**Exercise**: Restate word for word the lines that run from the one containing "for this attempt" to the last line of the data, both ends included.

[Saved entries]
*** Block opens ***

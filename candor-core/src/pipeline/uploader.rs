//! Batched delivery to the collector
//!
//! One batch, one POST. Transient failures (429, 5xx, transport errors) are
//! retried in-call with a linear backoff, bounded by `max_attempts`; any
//! other non-2xx is a permanent batch failure raised to the caller.

use std::sync::Arc;
use std::time::Duration;

use async_trait::async_trait;
use chrono::{DateTime, Utc};
use reqwest::header::{HeaderMap, HeaderValue, AUTHORIZATION, CONTENT_TYPE};
use serde::Serialize;

use crate::config::UploaderConfig;
use crate::error::{Error, Result};
use crate::types::QueuedEvent;

/// Statuses worth another attempt
const RETRYABLE_STATUSES: [u16; 5] = [429, 500, 502, 503, 504];

/// Seconds multiplied by the attempt number between in-call retries
const RETRY_STEP_SECS: u64 = 2;

/// Check if a response status is a transient failure
pub fn is_retryable_status(status: u16) -> bool {
    RETRYABLE_STATUSES.contains(&status)
}

/// Wire envelope for one batch upload
#[derive(Debug, Serialize)]
pub struct BatchRequest {
    /// Unique batch ID
    pub batch_id: String,
    /// Stable device identifier
    pub device_id: String,
    /// When this batch was assembled
    pub created_at: DateTime<Utc>,
    /// Events in the batch
    pub events: Vec<WireEvent>,
}

/// One event on the wire
#[derive(Debug, Serialize)]
pub struct WireEvent {
    pub event_type: String,
    pub occurred_at: DateTime<Utc>,
    pub source_tag: String,
    pub privacy_scope: String,
    pub consent_version: i64,
    pub idempotency_key: String,
    /// Opaque payload bytes, hex-encoded
    pub payload: String,
}

impl WireEvent {
    fn from_queued(event: &QueuedEvent) -> Self {
        WireEvent {
            event_type: event.event_type.clone(),
            occurred_at: event.occurred_at,
            source_tag: event.source_tag.clone(),
            privacy_scope: event.privacy_scope.as_str().to_string(),
            consent_version: event.consent_version,
            idempotency_key: event.idempotency_key.clone(),
            payload: hex::encode(&event.payload),
        }
    }
}

/// What the transport saw from the server
#[derive(Debug, Clone)]
pub struct TransportReply {
    /// HTTP status code
    pub status: u16,
    /// Response body (best-effort, for error messages)
    pub body: String,
}

/// Seam between the retry loop and the actual HTTP call.
///
/// Transport-level failures (connect, timeout) are returned as transient
/// upload errors; any received response becomes a [`TransportReply`].
#[async_trait]
pub trait BatchTransport: Send + Sync {
    async fn send(&self, request: &BatchRequest) -> Result<TransportReply>;
}

/// reqwest-backed transport posting to `{server_url}/ingest/batches`
pub struct HttpTransport {
    http_client: reqwest::Client,
    url: String,
}

impl HttpTransport {
    /// Build a transport from configuration.
    ///
    /// Returns an error if the configuration is invalid or missing required
    /// fields.
    pub fn new(config: &UploaderConfig) -> Result<Self> {
        config.validate()?;

        let base_url = config
            .server_url
            .clone()
            .ok_or_else(|| Error::Config("uploader.server_url is required".to_string()))?
            .trim_end_matches('/')
            .to_string();

        // Build default headers
        let mut headers = HeaderMap::new();
        headers.insert(CONTENT_TYPE, HeaderValue::from_static("application/json"));

        if let Some(api_key) = &config.api_key {
            let auth_value = format!("Bearer {}", api_key);
            headers.insert(
                AUTHORIZATION,
                HeaderValue::from_str(&auth_value)
                    .map_err(|e| Error::Config(format!("invalid api_key: {}", e)))?,
            );
        }

        if let Some(device_id) = &config.device_id {
            headers.insert(
                "X-Device-ID",
                HeaderValue::from_str(device_id)
                    .map_err(|e| Error::Config(format!("invalid device_id: {}", e)))?,
            );
        }

        let http_client = reqwest::Client::builder()
            .timeout(Duration::from_secs(config.timeout_secs))
            .default_headers(headers)
            .build()
            .map_err(|e| Error::Config(format!("failed to create HTTP client: {}", e)))?;

        Ok(Self {
            http_client,
            url: format!("{}/ingest/batches", base_url),
        })
    }
}

#[async_trait]
impl BatchTransport for HttpTransport {
    async fn send(&self, request: &BatchRequest) -> Result<TransportReply> {
        // An unencodable batch is a bug, not a network condition; fail the
        // batch permanently instead of retrying it
        let body = serde_json::to_vec(request)
            .map_err(|e| Error::Serialization(format!("failed to encode batch: {}", e)))?;

        let response = self
            .http_client
            .post(&self.url)
            .body(body)
            .send()
            .await
            // Timeouts and connection failures are retryable
            .map_err(|e| Error::transient_upload(format!("HTTP request failed: {}", e)))?;

        let status = response.status().as_u16();
        let body = response.text().await.unwrap_or_default();

        Ok(TransportReply { status, body })
    }
}

/// Performs one batched delivery call with bounded in-call retries
pub struct Uploader {
    transport: Arc<dyn BatchTransport>,
    device_id: String,
    max_attempts: u32,
}

impl Uploader {
    /// Create an uploader from configuration.
    ///
    /// Returns None if the uploader is not enabled or not fully configured;
    /// the pipeline then queues locally without delivering.
    pub fn new(config: &UploaderConfig) -> Result<Option<Self>> {
        if !config.is_ready() {
            return Ok(None);
        }

        let transport = Arc::new(HttpTransport::new(config)?);
        let device_id = config
            .device_id
            .clone()
            .ok_or_else(|| Error::Config("uploader.device_id is required".to_string()))?;

        Ok(Some(Self {
            transport,
            device_id,
            max_attempts: config.max_attempts,
        }))
    }

    /// Create an uploader over an explicit transport (tests, embedding)
    pub fn with_transport(
        transport: Arc<dyn BatchTransport>,
        device_id: impl Into<String>,
        max_attempts: u32,
    ) -> Self {
        Self {
            transport,
            device_id: device_id.into(),
            max_attempts,
        }
    }

    /// Deliver one batch.
    ///
    /// Ok means the collector acknowledged every event in the batch. Any
    /// error means the whole batch stays queued; the caller decides what to
    /// record against the events.
    pub async fn upload_batch(&self, events: &[QueuedEvent]) -> Result<()> {
        let request = BatchRequest {
            batch_id: uuid::Uuid::new_v4().to_string(),
            device_id: self.device_id.clone(),
            created_at: Utc::now(),
            events: events.iter().map(WireEvent::from_queued).collect(),
        };

        let mut last_error: Option<Error> = None;

        for attempt in 1..=self.max_attempts {
            if attempt > 1 {
                let delay = Duration::from_secs(u64::from(attempt - 1) * RETRY_STEP_SECS);
                tracing::debug!(
                    batch_id = %request.batch_id,
                    attempt,
                    max_attempts = self.max_attempts,
                    delay_secs = delay.as_secs(),
                    "Retrying batch upload"
                );
                tokio::time::sleep(delay).await;
            }

            match self.transport.send(&request).await {
                Ok(reply) if (200..300).contains(&reply.status) => {
                    tracing::debug!(
                        batch_id = %request.batch_id,
                        events = events.len(),
                        "Batch delivered"
                    );
                    return Ok(());
                }
                Ok(reply) if is_retryable_status(reply.status) => {
                    tracing::warn!(
                        batch_id = %request.batch_id,
                        status = reply.status,
                        attempt,
                        "Transient server error"
                    );
                    last_error = Some(Error::transient_upload(format!(
                        "API error ({}): {}",
                        reply.status, reply.body
                    )));
                }
                Ok(reply) => {
                    // Non-retryable status: abandon the batch for this attempt
                    return Err(Error::permanent_upload(format!(
                        "API error ({}): {}",
                        reply.status, reply.body
                    )));
                }
                Err(e) if e.is_transient() => {
                    tracing::warn!(
                        batch_id = %request.batch_id,
                        attempt,
                        error = %e,
                        "Transport error"
                    );
                    last_error = Some(e);
                }
                Err(e) => return Err(e),
            }
        }

        let last = last_error
            .map(|e| e.to_string())
            .unwrap_or_else(|| "unknown".to_string());
        Err(Error::permanent_upload(format!(
            "retries exhausted after {} attempts: {}",
            self.max_attempts, last
        )))
    }
}

/// Transport replaying a scripted sequence of replies.
///
/// Used by the test suites to exercise delivery paths without a server.
/// Once the script is exhausted, every further call succeeds with 200.
pub struct ScriptedTransport {
    replies: std::sync::Mutex<std::collections::VecDeque<Result<TransportReply>>>,
    calls: std::sync::Mutex<usize>,
}

impl ScriptedTransport {
    pub fn new(replies: Vec<Result<TransportReply>>) -> Self {
        Self {
            replies: std::sync::Mutex::new(replies.into()),
            calls: std::sync::Mutex::new(0),
        }
    }

    /// Shorthand for a reply with the given status and empty body
    pub fn reply(status: u16) -> Result<TransportReply> {
        Ok(TransportReply {
            status,
            body: String::new(),
        })
    }

    /// Number of send calls observed so far
    pub fn calls(&self) -> usize {
        *self.calls.lock().unwrap()
    }
}

#[async_trait]
impl BatchTransport for ScriptedTransport {
    async fn send(&self, _request: &BatchRequest) -> Result<TransportReply> {
        *self.calls.lock().unwrap() += 1;
        self.replies
            .lock()
            .unwrap()
            .pop_front()
            .unwrap_or(Ok(TransportReply {
                status: 200,
                body: String::new(),
            }))
    }
}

*** Block closes ***

**Response to this exercise**:
                    // Non-retryable status: abandon the batch for this attempt
                    return Err(Error::permanent_upload(format!(
                        "API error ({}): {}",
                        reply.status, reply.body
                    )));
                }
                Err(e) if e.is_transient() => {
                    tracing::warn!(
                        batch_id = %request.batch_id,
                        attempt,
                        error = %e,
                        "Transport error"
                    );
                    last_error = Some(e);
                }
                Err(e) => return Err(e),
            }
        }

        let last = last_error
            .map(|e| e.to_string())
            .unwrap_or_else(|| "unknown".to_string());
        Err(Error::permanent_upload(format!(
            "retries exhausted after {} attempts: {}",
            self.max_attempts, last
        )))
    }
}

/// Transport replaying a scripted sequence of replies.
///
/// Used by the test suites to exercise delivery paths without a server.
/// Once the script is exhausted, every further call succeeds with 200.
pub struct ScriptedTransport {
    replies: std::sync::Mutex<std::collections::VecDeque<Result<TransportReply>>>,
    calls: std::sync::Mutex<usize>,
}

impl ScriptedTransport {
    pub fn new(replies: Vec<Result<TransportReply>>) -> Self {
        Self {
            replies: std::sync::Mutex::new(replies.into()),
            calls: std::sync::Mutex::new(0),
        }
    }

    /// Shorthand for a reply with the given status and empty body
    pub fn reply(status: u16) -> Result<TransportReply> {
        Ok(TransportReply {
            status,
            body: String::new(),
        })
    }

    /// Number of send calls observed so far
    pub fn calls(&self) -> usize {
        *self.calls.lock().unwrap()
    }
}

#[async_trait]
impl BatchTransport for ScriptedTransport {
    async fn send(&self, _request: &BatchRequest) -> Result<TransportReply> {
        *self.calls.lock().unwrap() += 1;
        self.replies
            .lock()
            .unwrap()
            .pop_front()
            .unwrap_or(Ok(TransportReply {
                status: 200,
                body: String::new(),
            }))
    }
}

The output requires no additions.